The contract changes come amid nurse burnout and burnout nationwide. Recruitment and retention of nursing talent was a major focus during negotiations, the union said. The nurses called on hospitals to commit financially to address understaffing, the rising cost of living in the Bay Area and the continued lack of rest and recuperation.

Nurses will receive general pay increases that will keep pace with the Bay Area’s high cost of living, rising prices and competitive rates for contract nurses. The salary increases will be a combined base salary increase of 7% this year – initially 5%, followed by 2% – with further increases of 5% in 2023 and 5% in 2024.

Nurses working in hard-to-staff units requiring care for the most critically ill patients, including emergency departments, intensive care units and intensive care transport teams, will receive additional incentive pay . The new contracts require staffing based on patient acuity — the level of illness and care needed — and include commitments from hospitals that ensure nurses with high-acuity patients can safely take meals and breaks. security.

To reduce burnout, nurses also demanded better access to mental health treatment and the ability to rest and recuperate. The new agreement will give nurses better access to mental health care and specifically designated funding for mental health treatment.

Hospitals have pledged to consult with CRONA before selecting a provider to revamp their Employee Assistance Program, which has been widely criticized by many nurses for its late and inadequate support for nurses seeking advice. Nurses will also be able to pre-schedule an additional week of paid leave and contracts confirm nurses’ right to use protected sick leave for mental health reasons.

The new contract also offers significantly increased medical benefits and student loan assistance for retirees.

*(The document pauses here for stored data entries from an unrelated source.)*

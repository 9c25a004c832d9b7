//! Predicate construction from a [`CriteriaSet`].
//!
//! A predicate is a flat list of `(attribute, comparison)` clauses that must
//! all hold. It can be rendered onto a `sqlx` query builder, where
//! relationship attributes become LEFT JOINs against the related table, or
//! evaluated directly against rows held in memory.

use crate::core::criteria::{CriteriaSet, FilterSpec, FilterValue};
use crate::core::schema::AttributeDef;
use sqlx::{Postgres, QueryBuilder};
use std::cmp::Ordering;

/// A single leaf comparison
#[derive(Debug, Clone, PartialEq)]
pub enum Comparison {
    Equals(FilterValue),
    NotEquals(FilterValue),
    In(Vec<FilterValue>),
    NotIn(Vec<FilterValue>),
    Specified(bool),
    GreaterThan(FilterValue),
    GreaterOrEqual(FilterValue),
    LessThan(FilterValue),
    LessOrEqual(FilterValue),
    Contains(String),
    DoesNotContain(String),
}

impl Comparison {
    /// Evaluate against an attribute value with SQL NULL semantics:
    /// only `Specified` can be true for a missing value.
    pub fn evaluate(&self, value: Option<&FilterValue>) -> bool {
        match self {
            Comparison::Specified(specified) => value.is_some() == *specified,
            Comparison::In(values) if values.is_empty() => false,
            Comparison::NotIn(values) if values.is_empty() => true,
            _ => match value {
                Some(value) => self.evaluate_present(value),
                None => false,
            },
        }
    }

    fn evaluate_present(&self, value: &FilterValue) -> bool {
        let ordering = |other: &FilterValue| value.compare(other);
        let is_equal = |other: &FilterValue| ordering(other) == Some(Ordering::Equal);

        match self {
            Comparison::Equals(v) => is_equal(v),
            Comparison::NotEquals(v) => !is_equal(v),
            Comparison::In(values) => values.iter().any(is_equal),
            Comparison::NotIn(values) => !values.iter().any(is_equal),
            Comparison::Specified(specified) => *specified,
            Comparison::GreaterThan(v) => ordering(v) == Some(Ordering::Greater),
            Comparison::GreaterOrEqual(v) => {
                matches!(ordering(v), Some(Ordering::Greater | Ordering::Equal))
            }
            Comparison::LessThan(v) => ordering(v) == Some(Ordering::Less),
            Comparison::LessOrEqual(v) => {
                matches!(ordering(v), Some(Ordering::Less | Ordering::Equal))
            }
            Comparison::Contains(needle) => value
                .as_text()
                .is_some_and(|text| contains_ignore_case(text, needle)),
            Comparison::DoesNotContain(needle) => value
                .as_text()
                .is_some_and(|text| !contains_ignore_case(text, needle)),
        }
    }
}

fn contains_ignore_case(haystack: &str, needle: &str) -> bool {
    haystack.to_uppercase().contains(&needle.to_uppercase())
}
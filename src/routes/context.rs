use crate::errors::ApiError;
use actix_web::dev::Payload;
use actix_web::{FromRequest, HttpRequest};
use std::future::{ready, Ready};

/// Header carrying the authenticated account id, set by the upstream auth layer
pub const USER_ID_HEADER: &str = "X-User-Id";

/// The account a request is made on behalf of
#[derive(Debug, Clone, Copy, PartialEq, Eq)]
pub struct CurrentUser {
    pub user_id: i64,
}

impl CurrentUser {
    fn from_request_headers(req: &HttpRequest) -> Result<Self, ApiError> {
        let missing = || {
            ApiError::validation(
                "request",
                "missingUserContext",
                format!("Missing or invalid {} header", USER_ID_HEADER),
            )
        };

        let user_id = req
            .headers()
            .get(USER_ID_HEADER)
            .and_then(|value| value.to_str().ok())
            .and_then(|value| value.trim().parse::<i64>().ok())
            .ok_or_else(missing)?;

        Ok(Self { user_id })
    }
}

impl FromRequest for CurrentUser {
    type Error = ApiError;
    type Future = Ready<Result<Self, Self::Error>>;

    fn from_request(req: &HttpRequest, _payload: &mut Payload) -> Self::Future {
        ready(Self::from_request_headers(req))
    }
}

The hospitals would also provide a new rapid response team to deal with incidents of workplace violence and in-person training on emergency response protocols.

The contract also maintains a no-cost medical plan for nurses and their spouses and dependents.

“I was proud to vote for this contract. This is what nurses at Stanford and Packard fought for: changes that ensure we can meet the needs of our patients, especially in intensive care units. and emergency services, with time to rest, recuperate and take care of our own health.We are grateful to have the support of our patients and our community, who have understood that excellent patient care are inseparable from the working conditions of nurses and have stood with us on the picket line,” David Hernandez, a Stanford hospital emergency nurse, said in the union statement.

In a statement released on Monday, Stanford Hospital executives said they were “pleased” the deal was ratified. “After lengthy discussions, we were able to reach a contract that reflects our shared priorities and enhances existing benefits for the health, well-being and continuing professional development of our nurses,” the statement said. “We look forward to welcoming back our union-represented nurses tomorrow, Tuesday, May 3. We appreciate the incredible effort that all of our healthcare staff have put in over the past week.